Julio César Gandarilla Bermejo (1943 – 24 November 2020) was a Cuban politician who served as Minister of the Interior from January 2017 until his death.

==Life and career==
Gandarilla Bermejo was born in 1943 in Matanzas Province, Cuba.

Gandarilla Bermejo was a founder of the National Revolutionary Militia. He was a vice admiral in the Cuban Revolutionary Armed Forces, and fought in the Angolan Civil War. He was head of the Military Counterintelligence Directorate for 16 years. Gandarilla Bermejo was a member of the Communist Party of Cuba, and a deputy in the National Assembly of People's Power.

In 2015, Gandarilla Bermejo became First Deputy Minister of the Ministry of the Interior, replacing Carlos Fernández Gondín, who became Minister of the Interior. In January 2017, he became Minister of the Interior, succeeding Carlos Fernández Gondín who had died earlier that month, becoming the sixth Minister of the Interior since the role was created in 1961. In the same month, he signed a memorandum of understanding with outgoing US president Barack Obama. Whilst Minister of the Interior, he introduced legislation aimed at repressing opposition and dissent. Some of the legislation was criticised by human rights organisations for allegedly violating freedom of speech.

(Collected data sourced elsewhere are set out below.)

fn check_page(page: u32, violations: &mut Vec<FieldViolation>) {
    if !(1..=MAX_PAGE).contains(&page) {
        violations.push(FieldViolation::new(
            "page",
            format!("must be between 1 and {MAX_PAGE}"),
        ));
    }
}

fn check_page_size(
    page_size: Option<u32>,
    kind: ListKind,
    violations: &mut Vec<FieldViolation>,
) -> u32 {
    let max = kind.max_page_size();
    let size = page_size.unwrap_or_else(|| kind.default_page_size());
    if !(1..=max).contains(&size) {
        violations.push(FieldViolation::new(
            "pageSize",
            format!("must be between 1 and {max}"),
        ));
    }
    size
}

fn finish(violations: Vec<FieldViolation>) -> Result<()> {
    if violations.is_empty() {
        Ok(())
    } else {
        Err(UpstreamError::Validation { violations })
    }
}

#[derive(Debug, Clone, Default, PartialEq, Eq, Serialize, Deserialize)]
#[serde(default)]
pub struct DocumentQuery {
    pub doktyp: Option<String>,
    pub sok: Option<String>,
    pub rm: Option<String>,
    pub organ: Option<String>,
    pub bet: Option<String>,
    pub nummer: Option<String>,
    pub iid: Option<String>,
    pub parti: Option<String>,
    pub talare: Option<String>,
    pub from: Option<String>,
    pub tom: Option<String>,
    pub status: Option<String>,
    pub sort: Option<String>,
    pub sortorder: Option<String>,
}

impl DocumentQuery {
    fn to_query(&self) -> QueryParams {
        let doktyp = self.doktyp.as_deref().map(str::to_lowercase);
        QueryParams::new()
            .set_opt("doktyp", doktyp.as_deref())
            .set_opt("sok", self.sok.as_deref())
            .set_opt("rm", self.rm.as_deref())
            .set_opt("organ", self.organ.as_deref())
            .set_opt("bet", self.bet.as_deref())
            .set_opt("nummer", self.nummer.as_deref())
            .set_opt("iid", self.iid.as_deref())
            .set_opt("parti", self.parti.as_deref())
            .set_opt("talare", self.talare.as_deref())
            .set_opt("from", self.from.as_deref())
            .set_opt("tom", self.tom.as_deref())
            .set_opt("status", self.status.as_deref())
            .set_opt("sort", self.sort.as_deref())
            .set_opt("sortorder", self.sortorder.as_deref())
    }
}

#[derive(Debug, Clone, Default, PartialEq, Eq, Serialize, Deserialize)]
#[serde(default)]
pub struct PersonQuery {
    pub fnamn: Option<String>,
    pub enamn: Option<String>,
    pub parti: Option<String>,
    pub valkrets: Option<String>,
    /// Defaults to `samtliga` (all members, current and former).
    pub rdlstatus: Option<String>,
    pub iid: Option<String>,
}

impl PersonQuery {
    fn to_query(&self) -> QueryParams {
        let parti = self.parti.as_deref().map(str::to_uppercase);
        QueryParams::new()
            .set_opt("fnamn", self.fnamn.as_deref())
            .set_opt("enamn", self.enamn.as_deref())
            .set_opt("parti", parti.as_deref())
            .set_opt("iid", self.iid.as_deref())
            .set_opt("valkrets", self.valkrets.as_deref())
            .set("rdlstatus", self.rdlstatus.as_deref().unwrap_or("samtliga"))
            .set("sort", "sorteringsnamn")
            .set("sortorder", "asc")
    }
}

#[derive(Debug, Clone, Default, PartialEq, Eq, Serialize, Deserialize)]
#[serde(default)]
pub struct SpeechQuery {
    pub sok: Option<String>,
    pub talare: Option<String>,
    pub parti: Option<String>,
    pub rm: Option<String>,
}

impl SpeechQuery {
    fn to_query(&self) -> QueryParams {
        let parti = self.parti.as_deref().map(str::to_uppercase);
        QueryParams::new()
            .set_opt("sok", self.sok.as_deref())
            .set_opt("talare", self.talare.as_deref())
            .set_opt("parti", parti.as_deref())
            .set_opt("rm", self.rm.as_deref())
    }
}

#[derive(Debug, Clone, Default, PartialEq, Eq, Serialize, Deserialize)]
#[serde(default)]
pub struct VoteQuery {
    pub votering_id: Option<String>,
    pub rm: Option<String>,
    pub bet: Option<String>,
    pub punkt: Option<String>,
    pub iid: Option<String>,
    pub parti: Option<String>,
    pub valkrets: Option<String>,
    pub rost: Option<String>,
    pub avser: Option<String>,
    /// `namn`, `parti` or `valkrets`.
    pub gruppering: Option<String>,
}

impl VoteQuery {
    fn to_query(&self) -> QueryParams {
        QueryParams::new()
            .set_opt("votering_id", self.votering_id.as_deref())
            .set_opt("rm", self.rm.as_deref())
            .set_opt("bet", self.bet.as_deref())
            .set_opt("punkt", self.punkt.as_deref())
            .set_opt("iid", self.iid.as_deref())
            .set_opt("parti", self.parti.as_deref())
            .set_opt("valkrets", self.valkrets.as_deref())
            .set_opt("rost", self.rost.as_deref())
            .set_opt("avser", self.avser.as_deref())
            .set_opt("gruppering", self.gruppering.as_deref())
            .set("sort", "datum")
    }
}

In October 2019, Gandarilla Bermejo signed a memorandum of understanding with the Russian Security Council. The following month, the US banned Gandarilla Bermejo from entering the country due to Cuba's support for socialist Nicolás Maduro during the Venezuelan presidential crisis. His two sons were also sanctioned by the US. Gandarilla Bermejo did not have a Twitter account, even though Cuban president Miguel Díaz-Canel said all senior leaders should have one.

==Death==
Gandarilla Bermejo died of cancer on 24 November 2020. He was cremated without a public funeral ceremony.